Clay shifted her point of view to directly above Khorun then pulled out so she could see both his opponents.

The one behind Khorun crept toward him. Khorun stood stock-still for a moment until he got into range, then spun around, corkscrewing down to almost a sitting position, and letting that momentum bring his staff hard against the man's knees. There was a slight crack as the man's knees buckled and he fell.

Khorun spun back around, activating the qi spear ability. He caught the other would-be thief in the midsection with the point of it. His opponent seemed almost to fold in half and fell to the ground, wheezing.

Khorun spun to face the one behind him. He had gotten into a crouch and was scuttling back, a hand held up in front of him. "No no no--wait!" he cried. "I give up, okay?" He tossed a wicked-looking knife on the ground.

Stepping aside so he could keep both assailants in view, Khorun watched as the other robber caught his breath and began to sit upright. He too held an open, pleading hand in front of him. "We're sorry," he gasped, "we tried... to rob you."

"We really did need the money," the other said. "We got desperate enough to try to steal food, but we were caught and banished from town. Some really high-level traveler gave us some money, but one of the lawless zone bandit gangs stole it from us."

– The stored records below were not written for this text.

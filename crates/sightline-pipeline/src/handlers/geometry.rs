//! Resizing and affine warps.

use std::fmt;

use image::imageops::FilterType;
use image::{ColorType, DynamicImage, Rgba};
use imageproc::geometric_transformations::{Interpolation as Warp, Projection, warp_into};

use super::{check_area, require_image, restore_layout, saturate};
use crate::params::Params;
use crate::registry::StageError;
use crate::report::StageReport;
use crate::state::ExecutionState;

/// Resampling method used when resizing.
#[derive(Debug, Clone, Copy, PartialEq, Eq)]
pub enum Interpolation {
    /// Nearest-neighbor: fastest, blocky artifacts.
    Nearest,
    /// Bilinear interpolation: fast, decent quality.
    Linear,
    /// Bicubic (Catmull-Rom): moderate speed, good quality.
    Cubic,
    /// Area averaging, approximated by a triangle filter.
    Area,
    /// Lanczos with 3 lobes: slowest, sharpest.
    Lanczos,
}

const INTERPOLATIONS: [(&str, Interpolation); 5] = [
    ("INTER_NEAREST", Interpolation::Nearest),
    ("INTER_LINEAR", Interpolation::Linear),
    ("INTER_CUBIC", Interpolation::Cubic),
    ("INTER_AREA", Interpolation::Area),
    ("INTER_LANCZOS4", Interpolation::Lanczos),
];

impl Interpolation {
    /// Convert to the `image` crate's `FilterType`.
    const fn to_image_filter(self) -> FilterType {
        match self {
            Self::Nearest => FilterType::Nearest,
            Self::Linear | Self::Area => FilterType::Triangle,
            Self::Cubic => FilterType::CatmullRom,
            Self::Lanczos => FilterType::Lanczos3,
        }
    }
}

impl fmt::Display for Interpolation {
    fn fmt(&self, f: &mut fmt::Formatter<'_>) -> fmt::Result {
        let name = INTERPOLATIONS
            .iter()
            .find(|(_, value)| value == self)
            .map_or("?", |&(name, _)| name);
        f.write_str(name)
    }
}

/// Scale `image` by `fx` horizontally and `fy` vertically.
///
/// Target sizes are rounded to the nearest pixel and may be zero.
#[must_use = "returns the resized image"]
#[allow(
    clippy::cast_possible_truncation,
    clippy::cast_sign_loss,
    clippy::cast_precision_loss
)]
pub fn resize(image: &DynamicImage, fx: f64, fy: f64, interpolation: Interpolation) -> DynamicImage {
    let width = (f64::from(image.width()) * fx).round().max(0.0) as u32;
    let height = (f64::from(image.height()) * fy).round().max(0.0) as u32;
    if (width, height) == (image.width(), image.height()) {
        return image.clone();
    }
    if width == 0 || height == 0 {
        return empty_like(image, width, height);
    }
    image.resize_exact(width, height, interpolation.to_image_filter())
}

fn empty_like(image: &DynamicImage, width: u32, height: u32) -> DynamicImage {
    match image.color() {
        ColorType::L8 => DynamicImage::new_luma8(width, height),
        ColorType::La8 => DynamicImage::new_luma_a8(width, height),
        ColorType::Rgb8 => DynamicImage::new_rgb8(width, height),
        _ => DynamicImage::new_rgba8(width, height),
    }
}

/// `resize`: scale the working image by `fx`, `fy`.
pub(super) fn resize_stage(
    params: &Params<'_>,
    report: &mut StageReport,
    state: &mut ExecutionState,
) -> Result<(), StageError> {
    let fx = params.f64("fx", 1.0)?;
    let fy = params.f64("fy", 1.0)?;
    if !(fx > 0.0 && fx.is_finite()) {
        return Err(StageError::invalid(format!("expected 0 < fx, got {fx}")));
    }
    if !(fy > 0.0 && fy.is_finite()) {
        return Err(StageError::invalid(format!("expected 0 < fy, got {fy}")));
    }
    let interpolation = params.choice("interpolation", Interpolation::Area, &INTERPOLATIONS)?;
    require_image(state)?;
    let current = state.dimensions();
    check_area(
        (f64::from(current.width) * fx).round(),
        (f64::from(current.height) * fy).round(),
    )?;

    let resized = resize(state.image(), fx, fy, interpolation);
    report.insert("interpolation", interpolation.to_string());
    state.set_image(resized);
    Ok(())
}

/// Rotation by `angle` degrees and uniform `scale` about (`cx`, `cy`),
/// followed by a shift of (`dx`, `dy`).
#[derive(Debug, Clone, Copy, PartialEq)]
pub struct Affine {
    /// Uniform scale factor.
    pub scale: f32,
    /// Counter-clockwise rotation in degrees.
    pub angle: f32,
    /// Rotation centre, x.
    pub cx: f32,
    /// Rotation centre, y.
    pub cy: f32,
    /// Horizontal shift applied after rotation.
    pub dx: f32,
    /// Vertical shift applied after rotation.
    pub dy: f32,
}

impl Affine {
    /// Projection mapping source coordinates to output coordinates.
    #[must_use]
    pub fn projection(&self) -> Projection {
        // Image y points down, so a counter-clockwise turn is a negative
        // rotation in pixel coordinates.
        Projection::translate(self.cx + self.dx, self.cy + self.dy)
            * Projection::rotate(-self.angle.to_radians())
            * Projection::scale(self.scale, self.scale)
            * Projection::translate(-self.cx, -self.cy)
    }
}

/// Warp `image` into a `width` x `height` canvas, filling uncovered
/// pixels with `border`.
#[must_use = "returns the warped image"]
pub fn warp_affine(
    image: &DynamicImage,
    affine: &Affine,
    width: u32,
    height: u32,
    border: Rgba<u8>,
) -> DynamicImage {
    let source = image.to_rgba8();
    let mut out = image::RgbaImage::from_pixel(width, height, border);
    warp_into(&source, &affine.projection(), Warp::Bilinear, border, &mut out);
    restore_layout(image.color(), out)
}

/// `warpAffine`: rotate, scale and shift the working image.
#[allow(clippy::cast_precision_loss)]
pub(super) fn warp_affine_stage(
    params: &Params<'_>,
    _report: &mut StageReport,
    state: &mut ExecutionState,
) -> Result<(), StageError> {
    require_image(state)?;
    let current = state.dimensions();
    let scale = params.f32("scale", 1.0)?;
    if !(scale > 0.0 && scale.is_finite()) {
        return Err(StageError::invalid(format!("expected 0 < scale, got {scale}")));
    }
    let affine = Affine {
        scale,
        angle: params.f32("angle", 0.0)?,
        cx: params.f32("cx", current.width as f32 / 2.0)?,
        cy: params.f32("cy", current.height as f32 / 2.0)?,
        dx: params.f32("dx", 0.0)?,
        dy: params.f32("dy", 0.0)?,
    };
    let width = super::positive_u32(params, "width", current.width)?;
    let height = super::positive_u32(params, "height", current.height)?;
    check_area(width, height)?;
    let border_mode = params.string("borderMode", "BORDER_CONSTANT")?;
    if border_mode != "BORDER_CONSTANT" {
        return Err(StageError::invalid(format!(
            "unsupported borderMode '{border_mode}', only BORDER_CONSTANT is available"
        )));
    }
    let [r, g, b, _] = params.scalar("borderValue", [0.0; 4])?.map(saturate);

    let warped = warp_affine(state.image(), &affine, width, height, Rgba([r, g, b, 255]));
    state.set_image(warped);
    Ok(())
}

#[cfg(test)]
#[allow(clippy::unwrap_used)]
mod tests {
    use image::{GrayImage, Luma};
    use serde_json::json;

    use super::*;
    use crate::handlers::testing::{apply, state_with};

    fn gray(width: u32, height: u32) -> DynamicImage {
        DynamicImage::ImageLuma8(GrayImage::from_pixel(width, height, Luma([128])))
    }

    // --- resize tests ---

    #[test]
    fn resize_rounds_target_size() {
        let out = resize(&gray(10, 10), 0.25, 1.5, Interpolation::Linear);
        assert_eq!((out.width(), out.height()), (3, 15));
        assert_eq!(out.color(), ColorType::L8);
    }

    #[test]
    fn resize_to_zero_rows_is_empty_image() {
        let out = resize(&gray(10, 10), 1.0, 0.01, Interpolation::Area);
        assert_eq!((out.width(), out.height()), (10, 0));
    }

    #[test]
    fn identity_scale_returns_same_pixels() {
        let image = gray(4, 4);
        assert_eq!(resize(&image, 1.0, 1.0, Interpolation::Cubic), image);
    }

    #[test]
    fn resize_stage_reports_interpolation() {
        let mut state = state_with(gray(8, 8));
        let report = apply(
            resize_stage,
            &json!({"fx": 0.5, "fy": 0.5, "interpolation": "INTER_NEAREST"}),
            &mut state,
        )
        .unwrap();
        assert_eq!(state.dimensions().width, 4);
        assert_eq!(report.get("interpolation"), Some(&json!("INTER_NEAREST")));
    }

    #[test]
    fn resize_stage_rejects_non_positive_factors() {
        let mut state = state_with(gray(8, 8));
        assert!(apply(resize_stage, &json!({"fx": 0}), &mut state).is_err());
        assert!(apply(resize_stage, &json!({"fy": -1.0}), &mut state).is_err());
        assert!(apply(resize_stage, &json!({"interpolation": "INTER_MAGIC"}), &mut state).is_err());
    }

    #[test]
    fn resize_stage_refuses_huge_targets() {
        let mut state = state_with(gray(8, 8));
        let err = apply(resize_stage, &json!({"fx": 1e12}), &mut state).unwrap_err();
        assert!(matches!(err, StageError::Invalid(_)));
        assert_eq!(state.dimensions().width, 8);
    }

    // --- warpAffine tests ---

    #[test]
    fn identity_warp_preserves_pixels() {
        let image = DynamicImage::ImageLuma8(GrayImage::from_fn(6, 4, |x, y| {
            Luma([u8::try_from(x * 10 + y).unwrap()])
        }));
        let affine = Affine {
            scale: 1.0,
            angle: 0.0,
            cx: 3.0,
            cy: 2.0,
            dx: 0.0,
            dy: 0.0,
        };
        let out = warp_affine(&image, &affine, 6, 4, Rgba([0, 0, 0, 255]));
        assert_eq!(out.color(), ColorType::L8);
        assert_eq!(out.to_luma8().get_pixel(2, 1).0[0], 21);
    }

    #[test]
    fn shift_exposes_border_value() {
        let mut state = state_with(gray(8, 8));
        apply(
            warp_affine_stage,
            &json!({"dx": 4, "borderValue": [255, 255, 255]}),
            &mut state,
        )
        .unwrap();
        let out = state.image().to_luma8();
        assert_eq!(out.get_pixel(0, 4).0[0], 255);
        assert_eq!(out.get_pixel(7, 4).0[0], 128);
    }

    #[test]
    fn warp_stage_sets_canvas_size() {
        let mut state = state_with(gray(8, 8));
        apply(warp_affine_stage, &json!({"width": 12, "height": 5, "angle": 30}), &mut state)
            .unwrap();
        assert_eq!((state.dimensions().width, state.dimensions().height), (12, 5));
    }

    #[test]
    fn warp_stage_validates() {
        let mut state = state_with(gray(8, 8));
        assert!(apply(warp_affine_stage, &json!({"scale": 0}), &mut state).is_err());
        assert!(
            apply(warp_affine_stage, &json!({"borderMode": "BORDER_REPLICATE"}), &mut state)
                .is_err()
        );
        assert!(
            apply(warp_affine_stage, &json!({"width": 100_000, "height": 100_000}), &mut state)
                .is_err()
        );
    }
}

Khorun shook his head. "A Jean Valjean chain of events."

"Who?"

"A guy who stole bread once."

"Okay, so... you won't beat us up any more?"

"Not unless you attack me again." Khorun turned to leave.

"Wait!" the first would-be robber said. Khorun paused, head cocked as if tracking them by sound.

"Um, we would like..." He edged next to his companion, and they both bowed low. "Master, please teach us."

Students? Surely they would just be a liability? But then, there was some safety in numbers, if they could be trained. They could help watch for signs of Neuronet activity without being told exactly what's going on.

Khorun nodded solemnly. "I will give you instruction," he said. "In return, you must perform some tasks for me, without asking questions about the nature of the tasks. Is that agreeable?"

"Yes, Master," the two men said in unison.

"Very well. Then we shall need a place to train."

"We only know of the temple master. He's the only one who's trained us," said the boss of the two, who introduced himself as Riktivish. "The Dragon Guard will kick all our asses and throw us in jail if they find us in town, and maybe even you for teaching."

Khorun nodded solemnly. "We must find a way around this." Clay was now determined to check this "Skilledex" and find out if there was a skill-transfer ability. She remembered Tai-shan had had a training and teaching subcomponent.

"Well, we can go back to our cave," Riktivish said. "You're welcome to stay there, Master. Maybe we can train close by where it's safer."

Khorun nodded, and Riktivish and Lum--the smaller, quieter man--led the blind monk to a rock face of a small rise. They squeezed in between two plates of rock, ducked down, and took a few steps into the mound of earth. Khorun followed them into a smallish chamber. Riktivish started working at a tinderbox with a torch. "I'll just get this going--"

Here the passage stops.